3 Results and discussions

3.1 Defect formation energy and charge transition level

We performed DFT calculations to obtain the formation energies (Ef) and charge transition levels (CT) for 24 dopants substituting at the Sn site and 15 dopants substituting at the Cs site in CsSnI3, aiming to identify elements that can suppress p-type self-doping. The dopants we calculated are listed in Fig. 1(c), including 4 alkaline earth metals, 15 transition metals, 4 post-transition metals, and 3 metalloids. We calculated the formation energies for all possible charge states, including −1, 0, +1, and +2. The −1 and +2 charge states exhibit higher formation energies and do not appear in the formation energy diagram. As a result, only thermodynamically favorable charge states (q = 0 and q = +1) will be analyzed. Our search for XSn is mainly focused on the trivalent dopants, which are expected to be stable at q = +1 under a wide range of the Fermi level, and bivalent dopants, which are expected to be stable at q = 0 under a wide range of the Fermi level. These dopants tend to have shallow or no charge transition levels in the band gap.17,18,35 To reveal the key features that determine Ef and CT, we also calculated the dopants with different oxidation states, such as Zr, Nb, and Bi.

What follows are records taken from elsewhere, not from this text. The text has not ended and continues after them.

//! Read-through, write-invalidate cache in front of the metadata tier
//!
//! The cache is best effort: failures reading or writing it degrade
//! silently to the backend and are logged. Keys are prefixed by entity tag
//! so a store's record and query entries can be invalidated wholesale when
//! any record in it mutates.

pub mod memory_cache;
pub mod redis_cache;

use std::sync::Arc;
use std::time::Duration;

use async_trait::async_trait;
use log::warn;
use serde::de::DeserializeOwned;
use serde::Serialize;
use thiserror::Error;

use crate::error::StoreError;
use crate::metadata::{query, MetadataStore, STORE_INFO_TYPE, STORE_STATS_TYPE};
use crate::model::{
    MetadataRow, Properties, RecordQuery, RecordRow, RecordUpdate, StoreList, StorePage, StoreRow,
};

/// Failure inside the cache tier. Never propagated past the cache layer.
#[derive(Debug, Error)]
#[error("cache error: {0}")]
pub struct CacheError(pub String);

/// Trait defining the cache backend interface
#[async_trait]
pub trait Cache: Send + Sync {
    async fn get(&self, key: &str) -> Result<Option<Vec<u8>>, CacheError>;

    async fn set(&self, key: &str, value: &[u8], ttl: Duration) -> Result<(), CacheError>;

    async fn delete(&self, key: &str) -> Result<(), CacheError>;

    /// Delete every key under `prefix`
    async fn delete_prefix(&self, prefix: &str) -> Result<(), CacheError>;
}

/// Cache key of a store row
pub fn store_key(store_id: &str) -> String {
    format!("store:{}", store_id)
}

/// Cache key of a record row
pub fn record_key(store_id: &str, record_id: &str) -> String {
    format!("record:{}#{}", store_id, record_id)
}

/// Prefix of every record key of a store
pub fn record_key_prefix(store_id: &str) -> String {
    format!("record:{}#", store_id)
}

/// Cache key of a query result set
pub fn query_key(store_id: &str, fingerprint: &str) -> String {
    format!("records:{}:{}", store_id, fingerprint)
}

/// Prefix of every query result key of a store
pub fn query_key_prefix(store_id: &str) -> String {
    format!("records:{}:", store_id)
}

/// Cache key of a typed metadata row
pub fn metadata_key(metadata_type: &str, metadata_id: &str) -> String {
    format!("metadata:{}:{}", metadata_type, metadata_id)
}

/// Metadata store wrapper adding the cache tier.
///
/// Reads load through the cache with the configured TTL; every mutation
/// invalidates the affected keys after the backend write and before the
/// call returns, so a reader inside the same process never observes the
/// pre-mutation value through the cache.
pub struct CacheLayer {
    inner: Arc<dyn MetadataStore>,
    cache: Arc<dyn Cache>,
    ttl: Duration,
}

impl CacheLayer {
    /// Wrap `inner` with a cache holding entries for `ttl`
    pub fn new(inner: Arc<dyn MetadataStore>, cache: Arc<dyn Cache>, ttl: Duration) -> Self {
        Self { inner, cache, ttl }
    }

    async fn load_cached<T: DeserializeOwned>(&self, key: &str) -> Option<T> {
        match self.cache.get(key).await {
            Ok(Some(bytes)) => match serde_json::from_slice(&bytes) {
                Ok(value) => Some(value),
                Err(err) => {
                    warn!("cache entry for key: {} is unreadable: {}", key, err);
                    None
                }
            },
            Ok(None) => None,
            Err(err) => {
                warn!("cache read failed for key: {}: {}", key, err);
                None
            }
        }
    }

    async fn store_cached<T: Serialize>(&self, key: &str, value: &T) {
        match serde_json::to_vec(value) {
            Ok(bytes) => {
                if let Err(err) = self.cache.set(key, &bytes, self.ttl).await {
                    warn!("cache write failed for key: {}: {}", key, err);
                }
            }
            Err(err) => warn!("cache serialization failed for key: {}: {}", key, err),
        }
    }

    async fn invalidate(&self, keys: &[String]) {
        for key in keys {
            if let Err(err) = self.cache.delete(key).await {
                warn!("cache invalidation failed for key: {}: {}", key, err);
            }
        }
    }

    async fn invalidate_prefix(&self, prefix: &str) {
        if let Err(err) = self.cache.delete_prefix(prefix).await {
            warn!("cache invalidation failed for prefix: {}: {}", prefix, err);
        }
    }

    /// Record mutations drop the record entry, the store's whole query
    /// result keyspace, and the derived counter row.
    async fn invalidate_record(&self, store_id: &str, record_id: &str) {
        self.invalidate(&[
            record_key(store_id, record_id),
            metadata_key(STORE_STATS_TYPE, store_id),
        ])
        .await;
        self.invalidate_prefix(&query_key_prefix(store_id)).await;
    }
}

#[async_trait]
impl MetadataStore for CacheLayer {
    async fn create_store(&self, store: StoreRow) -> Result<StoreRow, StoreError> {
        let created = self.inner.create_store(store).await?;
        self.invalidate(&[
            store_key(&created.store_id),
            metadata_key(STORE_INFO_TYPE, &created.store_id),
        ])
        .await;
        Ok(created)
    }

    async fn get_store(&self, store_id: &str) -> Result<StoreRow, StoreError> {
        let key = store_key(store_id);
        if let Some(store) = self.load_cached::<StoreRow>(&key).await {
            return Ok(store);
        }
        let store = self.inner.get_store(store_id).await?;
        self.store_cached(&key, &store).await;
        Ok(store)
    }

    async fn list_stores(&self, page: StorePage) -> Result<StoreList, StoreError> {
        self.inner.list_stores(page).await
    }

    async fn delete_store(&self, store_id: &str) -> Result<(), StoreError> {
        self.inner.delete_store(store_id).await?;
        self.invalidate(&[
            store_key(store_id),
            metadata_key(STORE_INFO_TYPE, store_id),
            metadata_key(STORE_STATS_TYPE, store_id),
        ])
        .await;
        self.invalidate_prefix(&record_key_prefix(store_id)).await;
        self.invalidate_prefix(&query_key_prefix(store_id)).await;
        Ok(())
    }

    async fn create_record(&self, record: RecordRow) -> Result<RecordRow, StoreError> {
        let created = self.inner.create_record(record).await?;
        self.invalidate_record(&created.store_id, &created.record_id)
            .await;
        Ok(created)
    }

    async fn get_record(&self, store_id: &str, record_id: &str) -> Result<RecordRow, StoreError> {
        let key = record_key(store_id, record_id);
        if let Some(record) = self.load_cached::<RecordRow>(&key).await {
            return Ok(record);
        }
        let record = self.inner.get_record(store_id, record_id).await?;
        self.store_cached(&key, &record).await;
        Ok(record)
    }

    async fn update_record(
        &self,
        store_id: &str,
        record_id: &str,
        update: RecordUpdate,
    ) -> Result<RecordRow, StoreError> {
        let updated = self.inner.update_record(store_id, record_id, update).await?;
        self.invalidate_record(store_id, record_id).await;
        Ok(updated)
    }

    async fn delete_record(&self, store_id: &str, record_id: &str) -> Result<(), StoreError> {
        self.inner.delete_record(store_id, record_id).await?;
        self.invalidate_record(store_id, record_id).await;
        Ok(())
    }

    async fn query_records(
        &self,
        store_id: &str,
        query: RecordQuery,
    ) -> Result<Vec<RecordRow>, StoreError> {
        let key = query_key(store_id, &query::fingerprint(store_id, &query));
        if let Some(records) = self.load_cached::<Vec<RecordRow>>(&key).await {
            return Ok(records);
        }
        let records = self.inner.query_records(store_id, query).await?;
        self.store_cached(&key, &records).await;
        Ok(records)
    }

    async fn get_metadata(
        &self,
        metadata_type: &str,
        metadata_id: &str,
    ) -> Result<MetadataRow, StoreError> {
        let key = metadata_key(metadata_type, metadata_id);
        if let Some(row) = self.load_cached::<MetadataRow>(&key).await {
            return Ok(row);
        }
        let row = self.inner.get_metadata(metadata_type, metadata_id).await?;
        self.store_cached(&key, &row).await;
        Ok(row)
    }

    async fn set_metadata(
        &self,
        metadata_type: &str,
        metadata_id: &str,
        payload: Properties,
    ) -> Result<(), StoreError> {
        self.inner
            .set_metadata(metadata_type, metadata_id, payload)
            .await?;
        self.invalidate(&[metadata_key(metadata_type, metadata_id)])
            .await;
        Ok(())
    }

    async fn delete_metadata(
        &self,
        metadata_type: &str,
        metadata_id: &str,
    ) -> Result<(), StoreError> {
        self.inner
            .delete_metadata(metadata_type, metadata_id)
            .await?;
        self.invalidate(&[metadata_key(metadata_type, metadata_id)])
            .await;
        Ok(())
    }

    async fn query_metadata(&self, metadata_type: &str) -> Result<Vec<MetadataRow>, StoreError> {
        self.inner.query_metadata(metadata_type).await
    }
}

Fig. 2 includes the intrinsic defects and the dopants with relatively low formation energies under both I-rich [Fig. 2(a)] and I-poor [Fig. 2(b)] conditions. Under the I-rich condition, the EF determined by the native defects in CsSnI3 is pinned within the valence band (VB). At VBM, the Cs vacancy (VCs) at q = −1 has the lowest formation energy, indicating the origin of the p-type self-doping is primarily driven by VCs, consistent with previous studies.24 Our DFT study of the CsSnI3 surface phase diagram also shows that surfaces with Cs vacancies are stable under I-rich conditions.36 Among the calculated dopants, YSn at q = +1 has the lowest formation energy at VBM. However, under the I-rich condition, the formation energy of YSn at q = +1 is still higher than VCs at q = −1. Therefore, the Fermi level cannot be shifted to a higher energy under I-rich conditions.


image file: d4tc05215c-f2.tif
Fig. 2 The calculated defect formation energy diagrams as a function of the Fermi level for native point defects (dotted lines) and substitutional dopants (solid lines) in CsSnI3 under (a) I-rich (Sn-poor) and (b) I-poor (Sn-rich) conditions. The vertical dashed lines (black and grey) indicate the pinned Fermi level (EpinF).

The I-poor condition is preferred to suppress the p-type self-doping. The EF determined by the native defects is pinned at 0.11 eV above the VBM under the I-poor condition: VCs with q = −1 is compensated by the I vacancy, which prefers q = +1 near VBM. We note that the low cation vacancy formation energies indicate the low stability of the host material. The cation vacancy formation energies are higher under I-poor and Sn-rich conditions, which benefit the phase stability of CsSnI3. This can be achieved by adding SnF2 or SnCl2 during the synthesis of the perovskite material, which has been found to slow down the phase transformation to double perovskite and increase the Fermi level.37 We identified three trivalent elements Al, Sc, and Y that can pin the EF to higher energies, which are 0.27, 0.32, and 0.33 eV above VBM. YSn is only stable at q = +1 in the band gap while AlSn and ScSn have a shallow CT(+1/0) near CBM. We confirmed electron localization20 at the neutral charge state (Fig. S1, ESI). For example, Fig. S1(a) (ESI) corresponds to the ground state of AlSn with the charge localized near the defect while Fig. S1(b) (ESI) represents a metastable state that is 0.40 eV higher in energy, where the charge is delocalized. When Sn is substituted by bivalent elements including Mg and Zn, the defect is only stable in the neutral charge state and has relatively low formation energies. We also identified two dopants with higher oxidation states (ZrSn and NbSn) that pin the Fermi level above the VBM (∼0.2–0.3 eV).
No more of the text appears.